- Cybersecurity
- Cyber Attack
- Utility Technologies
- Digital Utility Strategies
Old Equipment Is a Smart Move for Utility Cybersecurity
Utility cybersecurity receives its fair share of press. While once a low level concern, utilities are responding to a changing operating and technology landscape with enhanced cybersecurity practices and investments. And while traditional thinking would be to apply cutting-edge and innovative security solutions to tackle the growing problem, that is not necessarily the case.
In a surprise move, the US Senate passed the Securing Energy Infrastructure Act (SEIA) in July 2019. This legislation seeks to limit the potential for cyber attack by leveraging low tech redundancies, like manual procedures controlled by human operators. Defense measures are typically slow moving and often trail the more innovative methods of attack. Rather than trying to keep pace with a rapidly evolving threat environment, why not remove digital attack vectors altogether?
What Is SEIA?
In 2016, SEIA was spearheaded by Senator Angus King (I-Maine) and introduced with Jim Risch (R-Idaho), Martin Heinrich (D-New Mexico), and Susan Collins (R-Maine). This bipartisan bill targets vulnerabilities created by digital software systems by using air-gapped equipment (i.e., a computer or network that has no network interfaces connected to other networks). While this does little to protect against physical threats or the potential for insider attack, it does work to close off primary software-based attack vectors.
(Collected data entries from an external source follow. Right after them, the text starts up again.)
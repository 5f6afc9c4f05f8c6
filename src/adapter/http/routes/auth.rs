use axum::Json;
use axum::http::StatusCode;
use axum::response::IntoResponse;

use crate::adapter::http::app_error_impl::ErrorResponse;
use crate::adapter::http::schema::auth::{EmptyResponse, RefreshRequest, SignInRequest, TokenResponse};
use crate::adapter::http::validation::ValidJson;
use crate::application::app_error::AppResult;
use crate::application::dto::auth::{RefreshDTO, SignInDTO};
use crate::application::interactors::auth::{RefreshInteractor, SignInInteractor};

#[utoipa::path(
    post,
    path = "/sign-in",
    tag = "Auth",
    request_body(
        content = SignInRequest,
        example = json!(
            {
                "credential": "eyJhbGciOiJSUzI1NiIsImtpZCI6IjFmNDA...",
                "auth_provider": "google"
            }
        )
    ),
    responses(
        (
            status = 200,
            description = "Signed in. A first sign-in also creates the user, a default profile and an email contact",
            body = TokenResponse,
            example = json!(
                {
                    "access_token": "eyJ0eXAiOiJKV1QiLCJhbGciOiJIUzI1NiJ9...",
                    "refresh_token": "eyJ0eXAiOiJKV1QiLCJhbGciOiJIUzI1NiJ9...",
                    "nik": null
                }
            )
        ),
        (
            status = 400,
            description = "Unsupported auth provider or malformed body",
            body = ErrorResponse,
            example = json!(
                {
                    "error": "Unsupported auth provider: github"
                }
            )
        ),
        (
            status = 401,
            description = "Identity token rejected",
            body = ErrorResponse,
            example = json!(
                {
                    "error": "Invalid token"
                }
            )
        ),
        (
            status = 503,
            description = "Identity provider keys could not be fetched",
            body = ErrorResponse,
            example = json!(
                {
                    "error": "Service Unavailable"
                }
            )
        )
    )
)]
pub async fn sign_in(
    interactor: SignInInteractor,
    ValidJson(payload): ValidJson<SignInRequest>,
) -> AppResult<impl IntoResponse> {
    let dto = SignInDTO {
        credential: payload.credential,
        auth_provider: payload.auth_provider,
    };
    let tokens = interactor.execute(dto).await?;
    Ok((StatusCode::OK, Json(TokenResponse::from(tokens))))
}

#[utoipa::path(
    post,
    path = "/refresh",
    tag = "Auth",
    request_body(
        content = RefreshRequest,
        example = json!(
            {
                "refresh_token": "eyJ0eXAiOiJKV1QiLCJhbGciOiJIUzI1NiJ9..."
            }
        )
    ),
    responses(
        (
            status = 200,
            description = "New token pair",
            body = TokenResponse
        ),
        (
            status = 401,
            description = "Refresh token invalid, expired, or its user is gone",
            body = ErrorResponse,
            example = json!(
                {
                    "error": "Invalid token"
                }
            )
        )
    )
)]
pub async fn refresh(
    interactor: RefreshInteractor,
    ValidJson(payload): ValidJson<RefreshRequest>,
) -> AppResult<impl IntoResponse> {
    let dto = RefreshDTO {
        refresh_token: payload.refresh_token,
    };
    let tokens = interactor.execute(dto).await?;
    Ok((StatusCode::OK, Json(TokenResponse::from(tokens))))
}

/// Tokens are stateless, so there is nothing to revoke.
#[utoipa::path(
    post,
    path = "/logout",
    tag = "Auth",
    responses(
        (
            status = 200,
            description = "Always succeeds",
            body = EmptyResponse,
            example = json!({})
        )
    )
)]
pub async fn logout() -> impl IntoResponse {
    (StatusCode::OK, Json(EmptyResponse {}))
}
Specifically, the bill includes the following goals:
- Establish a 2-year pilot program with National Laboratories to identify security vulnerabilities and test the efficacy of air-gapped equipment
- Establish a working group to evaluate the National Laboratories’ technology recommendations and develop a national cyber-informed strategy
- Require the Secretary of Energy to submit a report to Congress summarizing the results of the program and working group
- Define covered entities under the bill as segments where a cybersecurity incident could result in catastrophic effects
Why Is SEIA Needed?
This bill is in response to a growing threat landscape that has placed market participants on edge. Cybersecurity is of critical importance when it comes to the electric power industry. This sector has been disproportionally targeted by threat actors for a number of reasons, including society’s reliance on critical infrastructure, weak endpoints at the grid edge, and a growing surface area for attack:
- Critical Infrastructure: Electric power systems fall into this classification due to the critical nature of electricity service. The architecture of power control systems and cascading power delivery make the sector particularly vulnerable to attack.
- Weak Endpoints: While the quantity (surface area) of endpoints is of concern to utilities, so is the quality of these devices.
- Surface Area: Utilities have deployed billions of networked sensing devices, increasingly further out to the grid edge. This has drastically increased the surface area for attack—defined as the different nodal points where an unauthorized user can enter the network or extract data.
Look Back to Move Forward
The world has witnessed the potential implications of a large-scale cyber attack. In December 2015, Ukraine was subject to a targeted malware attack that successfully breached three network operator human-machine interfaces and took down 27 substations (225,000 customers). Other notable examples are the infamous StuxNet and WannaCry incidents, which targeted Iranian industrial control systems and Indian electricity distributors (among other industries), respectively.
Senator Angus King referenced the Ukraine incident in his appeal to the Senate Committee on Energy and Natural Resources’ Subcommittee on Energy, mentioning that “it does grow out—to some extent—of the experience in Ukraine where it found that it had analog and human intervention at certain key points.”
There is no one size fits all approach to cybersecurity. A holistic and layered strategy will need to be in place in order to secure the wide breadth of utility assets. But for the most critical of utility touchpoints, looking backward may help lead us forward.